Ford adding 1,000 jobs to Oakville plant
October 1, 2014 By The Canadian Press
Ford Motor Co. of Canada says it is adding 1,000 jobs at its plant in Oakville, Ont., by the end of this year to build the 2015 Ford Edge crossover SUV for the global market.
The automaker says it also expects to increase spending on Canadian-made auto parts by $200 million a year, to nearly $4 billion annually — a shot in the arm for Ontario’s manufacturing sector and Canadian exporters.
Ford has been preparing for months to produce the redesigned Edge at Oakville, west of Toronto, with vehicles now expected to be exported to more than 100 countries around the world — up from the previous estimate of 60 countries.
The factory also produces the Ford Flex, Lincoln MKX and Lincoln MKT.
“Not only is the investment helping us meet much-needed capacity for high demand products produced in Canada, it’s creating jobs,” Ford Canada president and CEO Dianne Craig said in a statement.
In 2013, Ford announced a $700-million investment in the Oakville assembly plant that included $70.9 million from the Ontario government and $71.6 million from Ottawa.
However, when the upgrade was announced last year, it did not come with any guarantee of any more jobs at the plant.
The 1,000 new jobs announced Wednesday and 300 added last year will bring total employment at the plant to more than 4,000 by the end of 2014. Ford also operates an engine plant in Windsor, Ont., and employs a total of about 6,000 in Canada.
Jerry Dias, national president of Unifor, said the union hopes there may also be more jobs for its Windsor engine plant.
“There’s lots of discussions going on, so we’re still waiting for a final decision.

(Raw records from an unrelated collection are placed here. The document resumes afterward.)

use std::f64::consts::{FRAC_PI_2, TAU};

use eframe::egui::{
    pos2, vec2, Align2, Color32, FontId, Painter, Pos2, Rect, Sense, Shape, Stroke, Ui, Vec2,
};

use crate::chart::options::ChartConfig;
use crate::chart::series::{pie_slices, slice_label, PieSlice};
use crate::color::{shade, Palette};
use crate::data::model::{Dataset, Value};

const LEGEND_WIDTH: f32 = 160.0;
const LABEL_MARGIN: f32 = 48.0;
const ARC_STEP: f64 = 0.05;

// ---------------------------------------------------------------------------
// Geometry helpers (angles clockwise from 12 o'clock, screen y down)
// ---------------------------------------------------------------------------

fn direction(angle: f64) -> Vec2 {
    vec2(angle.sin() as f32, -angle.cos() as f32)
}

/// Inverse of [`direction`], normalised to `[0, TAU)`.
fn angle_of(offset: Vec2) -> f64 {
    let a = (offset.x as f64).atan2(-offset.y as f64);
    if a < 0.0 {
        a + TAU
    } else {
        a
    }
}

/// Split a slice into convex sectors of at most a quarter turn each.
fn sector_polygons(center: Pos2, radius: f32, slice: &PieSlice) -> Vec<Vec<Pos2>> {
    let chunks = (slice.sweep / FRAC_PI_2 - 1e-9).ceil().max(1.0) as usize;
    let chunk_sweep = slice.sweep / chunks as f64;

    (0..chunks)
        .map(|c| {
            let start = slice.start_angle + c as f64 * chunk_sweep;
            let steps = (chunk_sweep / ARC_STEP).ceil().max(1.0) as usize;
            let mut points = Vec::with_capacity(steps + 2);
            points.push(center);
            for s in 0..=steps {
                let a = start + chunk_sweep * s as f64 / steps as f64;
                points.push(center + direction(a) * radius);
            }
            points
        })
        .collect()
}

/// Index of the slice under `pos`, if inside the pie.
fn slice_at(slices: &[PieSlice], center: Pos2, radius: f32, pos: Pos2) -> Option<usize> {
    let offset = pos - center;
    if offset.length() > radius {
        return None;
    }
    let angle = angle_of(offset);
    slices.iter().position(|s| s.contains_angle(angle))
}

// ---------------------------------------------------------------------------
// Pie chart
// ---------------------------------------------------------------------------

/// Paint a pie of the positive `value`s, one slice per record.
pub fn pie_chart(ui: &mut Ui, dataset: &Dataset, config: &ChartConfig, palette: &Palette) {
    let slices = pie_slices(dataset);
    if slices.is_empty() {
        ui.label("No positive numeric 'value' entries to chart.");
        return;
    }

    let width = config.width.unwrap_or_else(|| ui.available_width());
    let (rect, response) = ui.allocate_exact_size(vec2(width, config.height), Sense::hover());
    let painter = ui.painter_at(rect);
    let text_color = ui.visuals().text_color();

    let legend_width = if config.show_legend {
        LEGEND_WIDTH.min(rect.width() * 0.3)
    } else {
        0.0
    };
    let pie_area = Rect::from_min_max(rect.min, pos2(rect.max.x - legend_width, rect.max.y));
    let center = pie_area.center();
    let fit = pie_area.width().min(pie_area.height()) / 2.0 - LABEL_MARGIN;
    let radius = (config.height / 3.0).min(fit).max(10.0);

    let hovered = response
        .hover_pos()
        .and_then(|pos| slice_at(&slices, center, radius, pos));

    for (i, slice) in slices.iter().enumerate() {
        let base = palette.color_at(i);
        let fill = if hovered == Some(i) { shade(base, 0.12) } else { base };
        for polygon in sector_polygons(center, radius, slice) {
            painter.add(Shape::convex_polygon(polygon, fill, Stroke::NONE));
        }
    }

    // Separators and outside labels on top of all fills.
    for (i, slice) in slices.iter().enumerate() {
        if slices.len() > 1 {
            painter.line_segment(
                [center, center + direction(slice.start_angle) * radius],
                Stroke::new(1.5, Color32::WHITE),
            );
        }

        let dir = direction(slice.mid_angle());
        let edge = center + dir * radius;
        let elbow = center + dir * (radius + 14.0);
        painter.line_segment([edge, elbow], Stroke::new(1.0, palette.color_at(i)));

        let (anchor, nudge) = if dir.x >= 0.0 {
            (Align2::LEFT_CENTER, 4.0)
        } else {
            (Align2::RIGHT_CENTER, -4.0)
        };
        painter.text(
            elbow + vec2(nudge, 0.0),
            anchor,
            slice_label(&slice.label, slice.fraction),
            FontId::proportional(12.0),
            text_color,
        );
    }

    if config.show_legend {
        let legend_rect = Rect::from_min_max(pos2(pie_area.max.x, rect.min.y), rect.max);
        draw_legend(&painter, legend_rect, &slices, palette, text_color);
    }

    if config.show_tooltip {
        if let Some(slice) = hovered.map(|i| &slices[i]) {
            response.on_hover_text_at_pointer(format!(
                "{}: {}",
                slice.label,
                Value::Number(slice.value)
            ));
        }
    }
}

fn draw_legend(
    painter: &Painter,
    area: Rect,
    slices: &[PieSlice],
    palette: &Palette,
    text_color: Color32,
) {
    let row_height = 18.0;
    let total = row_height * slices.len() as f32;
    let mut y = area.center().y - total / 2.0;
    for (i, slice) in slices.iter().enumerate() {
        let swatch = Rect::from_min_size(pos2(area.min.x + 8.0, y + 4.0), vec2(10.0, 10.0));
        painter.rect_filled(swatch, 2.0, palette.color_at(i));
        painter.text(
            pos2(swatch.max.x + 6.0, swatch.center().y),
            Align2::LEFT_CENTER,
            &slice.label,
            FontId::proportional(12.0),
            text_color,
        );
        y += row_height;
    }
}

#[cfg(test)]
mod tests {
    use super::*;
    use crate::data::loader::parse_csv;

    #[test]
    fn angles_run_clockwise_from_top() {
        assert!((angle_of(vec2(0.0, -1.0)) - 0.0).abs() < 1e-6);
        assert!((angle_of(vec2(1.0, 0.0)) - FRAC_PI_2).abs() < 1e-6);
        assert!((angle_of(vec2(-1.0, 0.0)) - 3.0 * FRAC_PI_2).abs() < 1e-6);
        let d = direction(FRAC_PI_2);
        assert!((d.x - 1.0).abs() < 1e-6 && d.y.abs() < 1e-6);
    }

    #[test]
    fn large_slices_split_into_convex_sectors() {
        let ds = parse_csv("name,value\nbig,3\nsmall,1").unwrap();
        let slices = pie_slices(&ds);
        let center = pos2(100.0, 100.0);
        assert_eq!(sector_polygons(center, 50.0, &slices[0]).len(), 3);
        assert_eq!(sector_polygons(center, 50.0, &slices[1]).len(), 1);
    }

    #[test]
    fn hit_testing_finds_slice() {
        let ds = parse_csv("name,value\nA,1\nB,1").unwrap();
        let slices = pie_slices(&ds);
        let center = pos2(0.0, 0.0);
        // A covers the right half, B the left half.
        assert_eq!(slice_at(&slices, center, 10.0, pos2(5.0, 0.0)), Some(0));
        assert_eq!(slice_at(&slices, center, 10.0, pos2(-5.0, 0.0)), Some(1));
        assert_eq!(slice_at(&slices, center, 10.0, pos2(50.0, 0.0)), None);
    }
}
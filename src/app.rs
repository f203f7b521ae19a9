use std::time::Duration;

use eframe::egui;

use crate::config::AppConfig;
use crate::state::AppState;
use crate::ui::{panels, plot, table};

// ---------------------------------------------------------------------------
// eframe App implementation
// ---------------------------------------------------------------------------

pub struct ChartPaneApp {
    pub state: AppState,
}

impl ChartPaneApp {
    pub fn new(config: &AppConfig) -> Self {
        Self {
            state: AppState::new(config),
        }
    }
}

impl eframe::App for ChartPaneApp {
    fn update(&mut self, ctx: &egui::Context, _frame: &mut eframe::Frame) {
        // ---- Background file read ----
        self.state.poll_load();
        if self.state.loading {
            ctx.request_repaint_after(Duration::from_millis(50));
        }

        // ---- Top panel: menu bar ----
        egui::TopBottomPanel::top("top_bar").show(ctx, |ui| {
            panels::top_bar(ui, &mut self.state);
        });

        // ---- Left side panel: chart controls ----
        egui::SidePanel::left("control_panel")
            .default_width(240.0)
            .resizable(true)
            .show(ctx, |ui| {
                panels::side_panel(ui, &mut self.state);
            });

        // ---- Bottom panel: data preview ----
        if self.state.show_table {
            if let Some(ds) = &self.state.dataset {
                egui::TopBottomPanel::bottom("data_table")
                    .resizable(true)
                    .default_height(200.0)
                    .show(ctx, |ui| {
                        table::data_table(ui, ds);
                    });
            }
        }

        // ---- Central panel: chart ----
        egui::CentralPanel::default().show(ctx, |ui| {
            plot::chart_view(ui, &self.state);
        });
    }
}
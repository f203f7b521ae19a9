mod app;
mod chart;
mod color;
mod config;
mod data;
mod state;
mod ui;

use app::ChartPaneApp;
use config::AppConfig;
use eframe::egui;

fn main() -> eframe::Result {
    env_logger::init();

    let config = AppConfig::load();

    let options = eframe::NativeOptions {
        viewport: egui::ViewportBuilder::default()
            .with_inner_size([config.window_width, config.window_height])
            .with_min_inner_size([600.0, 400.0]),
        ..Default::default()
    };

    eframe::run_native(
        "Chart Pane – CSV Visualizer",
        options,
        Box::new(move |_cc| Ok(Box::new(ChartPaneApp::new(&config)))),
    )
}
use std::str::FromStr;

use eframe::egui::Color32;
use palette::{Hsl, IntoColor, Srgb};

use crate::chart::options::ColorScheme;

// ---------------------------------------------------------------------------
// Hex parsing / shading
// ---------------------------------------------------------------------------

/// Parse `#rrggbb` (or `#rgb`) into a [`Color32`].
pub fn parse_hex(code: &str) -> Option<Color32> {
    let rgb = Srgb::<u8>::from_str(code).ok()?;
    Some(Color32::from_rgb(rgb.red, rgb.green, rgb.blue))
}

/// Shift the HSL lightness of `color` by `delta` (−1.0 ..= 1.0).
pub fn shade(color: Color32, delta: f32) -> Color32 {
    let rgb = Srgb::new(
        color.r() as f32 / 255.0,
        color.g() as f32 / 255.0,
        color.b() as f32 / 255.0,
    );
    let mut hsl: Hsl = rgb.into_color();
    hsl.lightness = (hsl.lightness + delta).clamp(0.0, 1.0);
    let rgb: Srgb = hsl.into_color();
    Color32::from_rgb(
        (rgb.red * 255.0).round() as u8,
        (rgb.green * 255.0).round() as u8,
        (rgb.blue * 255.0).round() as u8,
    )
}

// ---------------------------------------------------------------------------
// Palette: the colors of the active scheme
// ---------------------------------------------------------------------------

#[derive(Debug, Clone)]
pub struct Palette {
    colors: Vec<Color32>,
}

impl Palette {
    pub fn for_scheme(scheme: ColorScheme) -> Self {
        let colors = scheme
            .hex_codes()
            .iter()
            .filter_map(|code| {
                let c = parse_hex(code);
                if c.is_none() {
                    log::warn!("ignoring malformed palette color {code}");
                }
                c
            })
            .collect();
        Palette { colors }
    }

    /// Single-series color (bar / line).
    pub fn primary(&self) -> Color32 {
        self.color_at(0)
    }

    /// Per-point color, cycling through the palette.
    pub fn color_at(&self, index: usize) -> Color32 {
        if self.colors.is_empty() {
            return Color32::GRAY;
        }
        self.colors[index % self.colors.len()]
    }

    pub fn len(&self) -> usize {
        self.colors.len()
    }

    pub fn colors(&self) -> &[Color32] {
        &self.colors
    }
}

#[cfg(test)]
mod tests {
    use super::*;

    #[test]
    fn parses_hex_codes() {
        assert_eq!(parse_hex("#8884d8"), Some(Color32::from_rgb(0x88, 0x84, 0xd8)));
        assert_eq!(parse_hex("#FF0000"), Some(Color32::from_rgb(255, 0, 0)));
        assert_eq!(parse_hex("#zzzzzz"), None);
    }

    #[test]
    fn every_scheme_has_five_colors() {
        for scheme in ColorScheme::ALL {
            assert_eq!(Palette::for_scheme(scheme).len(), 5, "{scheme:?}");
        }
    }

    #[test]
    fn colors_cycle() {
        let p = Palette::for_scheme(ColorScheme::Warm);
        assert_eq!(p.primary(), Color32::from_rgb(0xFF, 0x80, 0x42));
        assert_eq!(p.color_at(7), p.color_at(2));
        assert_eq!(p.color_at(2), Color32::from_rgb(0xFF, 0, 0));
    }

    #[test]
    fn shading_moves_lightness() {
        let base = Color32::from_rgb(0x80, 0x80, 0x80);
        let lighter = shade(base, 0.2);
        let darker = shade(base, -0.2);
        assert!(lighter.r() > base.r());
        assert!(darker.r() < base.r());
        assert_eq!(shade(Color32::WHITE, 0.5), Color32::WHITE);
    }
}
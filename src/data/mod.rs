/// Data layer: core types and CSV loading.
///
/// Architecture:
/// ```text
///     .csv text
///        │
///        ▼
///   ┌──────────┐
///   │  loader   │  split lines/cells, coerce → Dataset
///   └──────────┘
///        │
///        ▼
///   ┌──────────┐
///   │ Dataset   │  header fields + Vec<Record>
///   └──────────┘
/// ```

pub mod loader;
pub mod model;
use std::f64::consts::TAU;

use crate::data::model::Dataset;

// ---------------------------------------------------------------------------
// Categorical series (bar / line)
// ---------------------------------------------------------------------------

/// One record placed on a categorical axis.
#[derive(Debug, Clone, PartialEq)]
pub struct CategoryPoint {
    /// Row index, used as the x position.
    pub index: usize,
    pub label: String,
    /// `None` when `value` is missing or not numeric.
    pub value: Option<f64>,
}

pub fn category_series(dataset: &Dataset) -> Vec<CategoryPoint> {
    dataset
        .records
        .iter()
        .enumerate()
        .map(|(index, rec)| CategoryPoint {
            index,
            label: rec.text("name"),
            value: rec.number("value"),
        })
        .collect()
}

/// Tick label for an x grid mark: the category at that row, if the mark
/// falls on an integer row index.
pub fn category_label(points: &[CategoryPoint], mark: f64) -> Option<&str> {
    let rounded = mark.round();
    if (mark - rounded).abs() > 1e-6 || rounded < 0.0 {
        return None;
    }
    points.get(rounded as usize).map(|p| p.label.as_str())
}

// ---------------------------------------------------------------------------
// Scatter series
// ---------------------------------------------------------------------------

/// `[x, y]` pairs of records where both are numeric.
pub fn xy_series(dataset: &Dataset) -> Vec<[f64; 2]> {
    dataset
        .records
        .iter()
        .filter_map(|rec| Some([rec.number("x")?, rec.number("y")?]))
        .collect()
}

/// Partition points so group `k` holds every point whose index is `k mod n`,
/// i.e. the points drawn with palette entry `k`.
pub fn palette_groups(points: &[[f64; 2]], n: usize) -> Vec<Vec<[f64; 2]>> {
    let n = n.max(1);
    let mut groups = vec![Vec::new(); n.min(points.len())];
    for (i, p) in points.iter().enumerate() {
        groups[i % n].push(*p);
    }
    groups
}

// ---------------------------------------------------------------------------
// Pie slices
// ---------------------------------------------------------------------------

#[derive(Debug, Clone, PartialEq)]
pub struct PieSlice {
    pub label: String,
    pub value: f64,
    /// Share of the total, in `(0, 1]`.
    pub fraction: f64,
    /// Radians, clockwise from 12 o'clock.
    pub start_angle: f64,
    pub sweep: f64,
}

impl PieSlice {
    pub fn mid_angle(&self) -> f64 {
        self.start_angle + self.sweep / 2.0
    }

    pub fn contains_angle(&self, angle: f64) -> bool {
        angle >= self.start_angle && angle < self.start_angle + self.sweep
    }
}

/// One slice per record with a positive numeric `value`.
pub fn pie_slices(dataset: &Dataset) -> Vec<PieSlice> {
    let entries: Vec<(String, f64)> = dataset
        .records
        .iter()
        .filter_map(|rec| {
            let v = rec.number("value")?;
            (v > 0.0).then(|| (rec.text("name"), v))
        })
        .collect();

    let total: f64 = entries.iter().map(|(_, v)| v).sum();
    if total <= 0.0 {
        return Vec::new();
    }

    let mut start = 0.0;
    entries
        .into_iter()
        .map(|(label, value)| {
            let fraction = value / total;
            let slice = PieSlice {
                label,
                value,
                fraction,
                start_angle: start,
                sweep: fraction * TAU,
            };
            start += slice.sweep;
            slice
        })
        .collect()
}

/// `"name: 37%"`
pub fn slice_label(name: &str, fraction: f64) -> String {
    format!("{name}: {:.0}%", fraction * 100.0)
}

#[cfg(test)]
mod tests {
    use super::*;
    use crate::data::loader::parse_csv;

    #[test]
    fn category_series_keeps_row_positions() {
        let ds = parse_csv("name,value\nA,1\nB,oops\nC,3").unwrap();
        let pts = category_series(&ds);
        assert_eq!(pts.len(), 3);
        assert_eq!(pts[1].label, "B");
        assert_eq!(pts[1].value, None);
        assert_eq!(pts[2].index, 2);
        assert_eq!(pts[2].value, Some(3.0));
    }

    #[test]
    fn tick_labels_only_on_integer_marks() {
        let ds = parse_csv("name,value\nA,1\nB,2").unwrap();
        let pts = category_series(&ds);
        assert_eq!(category_label(&pts, 1.0), Some("B"));
        assert_eq!(category_label(&pts, 0.5), None);
        assert_eq!(category_label(&pts, -1.0), None);
        assert_eq!(category_label(&pts, 7.0), None);
    }

    #[test]
    fn xy_series_skips_non_numeric_rows() {
        let ds = parse_csv("x,y\n1,2\nfoo,3\n4,5\n6").unwrap();
        assert_eq!(xy_series(&ds), vec![[1.0, 2.0], [4.0, 5.0]]);
    }

    #[test]
    fn palette_groups_cycle() {
        let pts: Vec<[f64; 2]> = (0..7).map(|i| [i as f64, 0.0]).collect();
        let groups = palette_groups(&pts, 5);
        assert_eq!(groups.len(), 5);
        assert_eq!(groups[0], vec![[0.0, 0.0], [5.0, 0.0]]);
        assert_eq!(groups[1], vec![[1.0, 0.0], [6.0, 0.0]]);
        assert_eq!(groups[4], vec![[4.0, 0.0]]);

        assert_eq!(palette_groups(&pts[..2], 5).len(), 2);
    }

    #[test]
    fn pie_fractions_cover_the_circle() {
        let ds = parse_csv("name,value\nA,1\nB,3\nC,-2\nD,x").unwrap();
        let slices = pie_slices(&ds);
        assert_eq!(slices.len(), 2);
        assert!((slices[0].fraction - 0.25).abs() < 1e-12);
        assert!((slices[1].start_angle - TAU / 4.0).abs() < 1e-12);
        let total: f64 = slices.iter().map(|s| s.fraction).sum();
        assert!((total - 1.0).abs() < 1e-12);
        assert!(slices[1].contains_angle(TAU / 2.0));
        assert!(!slices[0].contains_angle(TAU / 2.0));
    }

    #[test]
    fn pie_without_positive_values_is_empty() {
        let ds = parse_csv("name,value\nA,0\nB,-1").unwrap();
        assert!(pie_slices(&ds).is_empty());
    }

    #[test]
    fn slice_labels_round_percent() {
        assert_eq!(slice_label("Apples", 0.374), "Apples: 37%");
        assert_eq!(slice_label("Pears", 1.0), "Pears: 100%");
    }
}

But obviously, we’re optimistic,” Dias said in an interview.
He said that the union’s current contract — which increased the number of years it takes for new employees to reach the highest wage scale to 10 years from five — was helpful, but only one part of Ford’s decision.
“I would suggest to you, more than the labour costs, is the fact that the Canadian dollar is sitting at around 90 cents and it has been projected to go lower,” Dias said.
He said economists were forecasting a year ago, when Ford announced its $700-million investment, that the Canadian dollar could go as low as 85 cents US and stay in that range.
“That would be much more of an incentive than anything that we can do in labour negotiations,” Dias said.
A Scotiabank report on the global auto industry, released last week, said that the Canadian auto parts sector has benefited from a depreciation of the Canadian dollar over the past 18 months, as well as increased vehicle sales in the United States.
“The industry has also started to make inroads in becoming more geographically diversified, with shipments outside of the United States advancing by 19 per cent so far this year — the largest increase of the past decade,” wrote Scotiabank economist Carlos Gomes.
Gomes said vehicle assembly in Canada has been dampened by retooling at several assembly plants, but auto parts shipments have surged 14 per cent so far this year — nearly triple the increase in overall manufacturing activity.